MovieRec - CS 410 Project Report Team : Pattanee

Transcription

MovieRec - CS 410 Project Report Team : Pattanee
MovieRec - CS 410 Project Report
Team :
Pattanee Chutipongpattanakul - chutipo2
Swapnil Shah - sshah219
Abstract
MovieRec is a unique movie search engine that allows users to search for any type of the movie
that they want to watch without any prior knowledge of films. By using the most helpful
reviews voted by usual moviegoers from the most popular sites like IMDB and Amazon,
MovieRec does not use any pre existing categories like most of the websites and completely
rely on the most helpful reviews provided by the moviegoers, which allows the user to find
the most unbiased results. The user can search by using any keyword that describes the kind
of movie that they want to watch and provide us a feedback on our results that can help make
the search results better. In the addition, after finding the relevant results, the user can click
on the name of the desired movie, and it will lead the user to Amazon Instant Video Page that
allows anyone to watch trailer or buy/rent a movie.
Introduction
The idea of the MovieRec comes from the daily inconveniences that many users may face when
it comes to all the available movie search engines. Everyone loves watching movies. The movie
search engines that are popular among people have very limited functionality. The most
popular movie database IMDB only allows user to search by using the movie titles. The
question arises that what if the user just wants to search what type of movie he/she wants to
watch. For example, “fairytale” or a movie with a “twisted ending” or similar to that. The movie
recommendation search engines out there do not provide reliable results as most of them
already are organized into predefined categories like Genres. However, while surfing through
the websites, we can read a lots of user reviews for a movie sorted as most helpful reviews.

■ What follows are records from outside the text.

use std::sync::Arc;

use actix_web::{get, post, put, web, HttpResponse};
use log::info;
use serde::{Deserialize, Serialize};

use super::AppState;
use crate::{
    errors::CustomError,
    models::{
        api_response::{accepted_response, success_response},
        asset::{normalize_address, Asset},
        display::AssetListView,
        effect::Effect,
        wallet_state::WalletStateUpdate,
    },
    services::{
        asset_list_presenter::AssetListPresenter,
        collaborators::BuyAvailability,
        effect_recorder::EffectRecorder,
        token_actions::await_removal,
    },
};

#[derive(Deserialize)]
pub struct AssetRef {
    #[serde(default)]
    address: Option<String>,
}

#[derive(Deserialize)]
pub struct RemovalAnswer {
    index: usize,
    #[serde(default = "default_wait")]
    wait: bool,
}

fn default_wait() -> bool {
    true
}

#[derive(Debug, Serialize)]
struct EffectsResponse {
    effects: Vec<Effect>,
}

#[derive(Debug, Serialize)]
struct RemovalStarted {
    address: String,
}

fn render(data: &AppState) -> Result<AssetListView, CustomError> {
    let snapshot = data.store.snapshot()?;
    Ok(AssetListPresenter::build_view(
        &snapshot.assets,
        &snapshot.context,
        &snapshot.settings,
        &data.registry,
    ))
}

/// The asset as the list shows it, falling back to the stored one when the
/// zero-balance filter hides it.
fn resolve_asset(data: &AppState, address: Option<&str>) -> Result<Asset, CustomError> {
    let key = address
        .map(normalize_address)
        .unwrap_or_else(|| "0x".to_string());
    let view = render(data)?;
    match view.lines.into_iter().find(|line| line.key == key) {
        Some(line) => Ok(line.asset),
        None => data.store.find_asset(address),
    }
}

#[get("/assets")]
pub async fn get_assets(data: web::Data<AppState>) -> Result<HttpResponse, CustomError> {
    Ok(success_response(render(&data)?))
}

#[put("/state")]
pub async fn update_state(
    data: web::Data<AppState>,
    update: web::Json<WalletStateUpdate>,
) -> Result<HttpResponse, CustomError> {
    data.store.apply(update.into_inner())?;
    Ok(success_response(render(&data)?))
}

#[post("/assets/press")]
pub async fn press_asset(
    data: web::Data<AppState>,
    asset_ref: web::Json<AssetRef>,
) -> Result<HttpResponse, CustomError> {
    let asset = resolve_asset(&data, asset_ref.address.as_deref())?;
    let recorder = EffectRecorder::new();
    data.shell.on_item_press(&asset, &recorder);
    Ok(success_response(EffectsResponse {
        effects: recorder.take(),
    }))
}

#[post("/assets/long-press")]
pub async fn long_press_asset(
    data: web::Data<AppState>,
    asset_ref: web::Json<AssetRef>,
) -> Result<HttpResponse, CustomError> {
    let asset = data.store.find_asset(asset_ref.address.as_deref())?;
    let sheet = data.shell.show_remove_menu(&asset)?;
    Ok(success_response(sheet))
}

#[post("/assets/removal")]
pub async fn answer_removal(
    data: web::Data<AppState>,
    answer: web::Json<RemovalAnswer>,
) -> Result<HttpResponse, CustomError> {
    let recorder = Arc::new(EffectRecorder::new());

    let Some(started) = data.shell.on_action_sheet_press(answer.index, recorder.clone())? else {
        return Ok(success_response(EffectsResponse { effects: Vec::new() }));
    };

    if !answer.wait {
        info!("removal of {} continues in the background", started.address);
        return Ok(accepted_response(RemovalStarted {
            address: started.address,
        }));
    }

    await_removal(started.task).await?;
    Ok(success_response(EffectsResponse {
        effects: recorder.take(),
    }))
}

#[post("/assets/add")]
pub async fn add_token(data: web::Data<AppState>) -> Result<HttpResponse, CustomError> {
    let recorder = EffectRecorder::new();
    data.shell.go_to_add_token(&recorder, &recorder);
    Ok(success_response(EffectsResponse {
        effects: recorder.take(),
    }))
}

#[post("/buy")]
pub async fn buy(data: web::Data<AppState>) -> Result<HttpResponse, CustomError> {
    let chain_id = data.store.snapshot()?.settings.chain_id;
    if !data.registry.allowed_to_buy(chain_id) {
        return Err(CustomError::BuyNotAllowedError(chain_id));
    }

    let recorder = EffectRecorder::new();
    data.shell.go_to_buy(&recorder, &recorder);
    Ok(success_response(EffectsResponse {
        effects: recorder.take(),
    }))
}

Most helpful reviews are the ones that most of the general population agree with. So, we
decided to use that as our dataset because people discuss what they like or didn’t like in a
movie, spoilers, important plot points into their reviews. Using the most helpful reviews
allows us to find some useful keywords describing a movie that can’t be predefined.
Goals and Challenges
MovieRec takes movie reviews from multiple websites such as Amazon and IMDB for each
movie and stores it as documents by using text files. The system takes queries from the user
and depending on the mode our project is running on, a relevance feedback mechanism is
available for the user.
We faced many challenges through out the project; each phase has a problem of its own:
Populating the database:
Our first challenge is find an efficient way to crawl for the movies and keeping our database as
wide as possible, the initial plan was to crawl the review pages and extract both the reviews
and the ratings. We planned to weigh the ratings according to the usefulness of the review;
however, this is where we encountered our first problem. The structure of the website we
chose to extract the reviews made if difficult to extract specific elements such as ratings since
the ruby crawler we used extracted the inner text of the page. We did manage to extract the
most useful reviews, but we were forced to adjust our plans regarding weighing of the
ratings and the score band we were planning to implement – stated in the proposal. Another
challenge we met was combining the crawled data from multiple websites without merging
the text files manually. After crawling we ended up having two sets of reviews per movie,
which is inconvenient since we are using the document structure provided by lucene, we
must use one text file per document so that we can create those during indexing. We did
manage to populate our database after efforts and moved on to our next goal.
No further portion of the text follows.